/******************************************************************************
   Author: Joaquín Béjar García
   Email: jb@taunais.com
   Date: 16/10/26
******************************************************************************/

//! Sequence number management.
//!
//! A thin layer over a [`SessionStore`]: every change is persisted before the
//! new value is used, so a restart resumes from the last number on the wire.

use fixmux_core::error::StoreError;
use fixmux_core::types::SeqNum;
use fixmux_store::SessionStore;
use parking_lot::Mutex;
use std::fmt;
use std::sync::Arc;

/// Manages sequence numbers for a FIX session.
pub struct SequenceManager {
    store: Arc<dyn SessionStore>,
    /// Serializes read-modify-write cycles on the store.
    update: Mutex<()>,
}

impl SequenceManager {
    /// Creates a manager over the given store.
    #[must_use]
    pub fn new(store: Arc<dyn SessionStore>) -> Self {
        Self {
            store,
            update: Mutex::new(()),
        }
    }

    /// Returns the next sender sequence number without incrementing.
    #[inline]
    #[must_use]
    pub fn next_sender_seq(&self) -> SeqNum {
        SeqNum::new(self.store.next_sender_seq())
    }

    /// Returns the next expected target sequence number.
    #[inline]
    #[must_use]
    pub fn next_target_seq(&self) -> SeqNum {
        SeqNum::new(self.store.next_target_seq())
    }

    /// Allocates and returns the next sender sequence number.
    ///
    /// # Errors
    /// - `StoreError::SequenceExhausted` if the counter cannot advance
    /// - any other `StoreError` if the incremented value cannot be persisted
    ///
    /// The number is not handed out in either case.
    pub fn allocate_sender_seq(&self) -> Result<SeqNum, StoreError> {
        let _guard = self.update.lock();
        let seq = self.store.next_sender_seq();
        self.store.set_next_sender_seq(successor(seq)?)?;
        Ok(SeqNum::new(seq))
    }

    /// Marks the expected incoming message as processed.
    ///
    /// # Errors
    /// Returns `StoreError` if the counter cannot advance or the new value
    /// cannot be persisted.
    pub fn increment_target_seq(&self) -> Result<(), StoreError> {
        let _guard = self.update.lock();
        let seq = self.store.next_target_seq();
        self.store.set_next_target_seq(successor(seq)?)
    }

    /// Moves the expected target sequence number past `received`.
    ///
    /// # Errors
    /// Returns `StoreError` if `received` is the last representable number or
    /// the new value cannot be persisted.
    pub fn skip_past(&self, received: u64) -> Result<(), StoreError> {
        self.set_target_seq(successor(received)?)
    }

    /// Sets the next expected target sequence number.
    ///
    /// # Errors
    /// Returns `StoreError` if the value cannot be persisted.
    pub fn set_target_seq(&self, seq: u64) -> Result<(), StoreError> {
        let _guard = self.update.lock();
        self.store.set_next_target_seq(seq)
    }

    /// Resets both sequence numbers to 1.
    ///
    /// # Errors
    /// Returns `StoreError` if the reset cannot be persisted.
    pub async fn reset(&self) -> Result<(), StoreError> {
        self.store.reset().await
    }

    /// Classifies an incoming sequence number against the expected one.
    #[must_use]
    pub fn validate_incoming(&self, received: u64) -> SequenceResult {
        let expected = self.store.next_target_seq();

        if received == expected {
            SequenceResult::Ok
        } else if received < expected {
            SequenceResult::TooLow { expected, received }
        } else {
            SequenceResult::Gap { expected, received }
        }
    }
}

fn successor(seq: u64) -> Result<u64, StoreError> {
    seq.checked_add(1).ok_or(StoreError::SequenceExhausted)
}

impl fmt::Debug for SequenceManager {
    fn fmt(&self, f: &mut fmt::Formatter<'_>) -> fmt::Result {
        f.debug_struct("SequenceManager")
            .field("next_sender_seq", &self.store.next_sender_seq())
            .field("next_target_seq", &self.store.next_target_seq())
            .finish()
    }
}

/// Result of sequence number validation.
#[derive(Debug, Clone, Copy, PartialEq, Eq)]
pub enum SequenceResult {
    /// Sequence number is as expected.
    Ok,
    /// Lower than expected: a replay if PossDupFlag is set, an error otherwise.
    TooLow {
        /// Expected sequence number.
        expected: u64,
        /// Received sequence number.
        received: u64,
    },
    /// Higher than expected: messages were missed.
    Gap {
        /// Expected sequence number.
        expected: u64,
        /// Received sequence number.
        received: u64,
    },
}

- - -

Return the material exactly as it stands above, but only from its first line to the line containing "use std::fmt;", both ends included.

**EXPECTED ANSWER:**
/******************************************************************************
   Author: Joaquín Béjar García
   Email: jb@taunais.com
   Date: 16/10/26
******************************************************************************/

//! Sequence number management.
//!
//! A thin layer over a [`SessionStore`]: every change is persisted before the
//! new value is used, so a restart resumes from the last number on the wire.

use fixmux_core::error::StoreError;
use fixmux_core::types::SeqNum;
use fixmux_store::SessionStore;
use parking_lot::Mutex;
use std::fmt;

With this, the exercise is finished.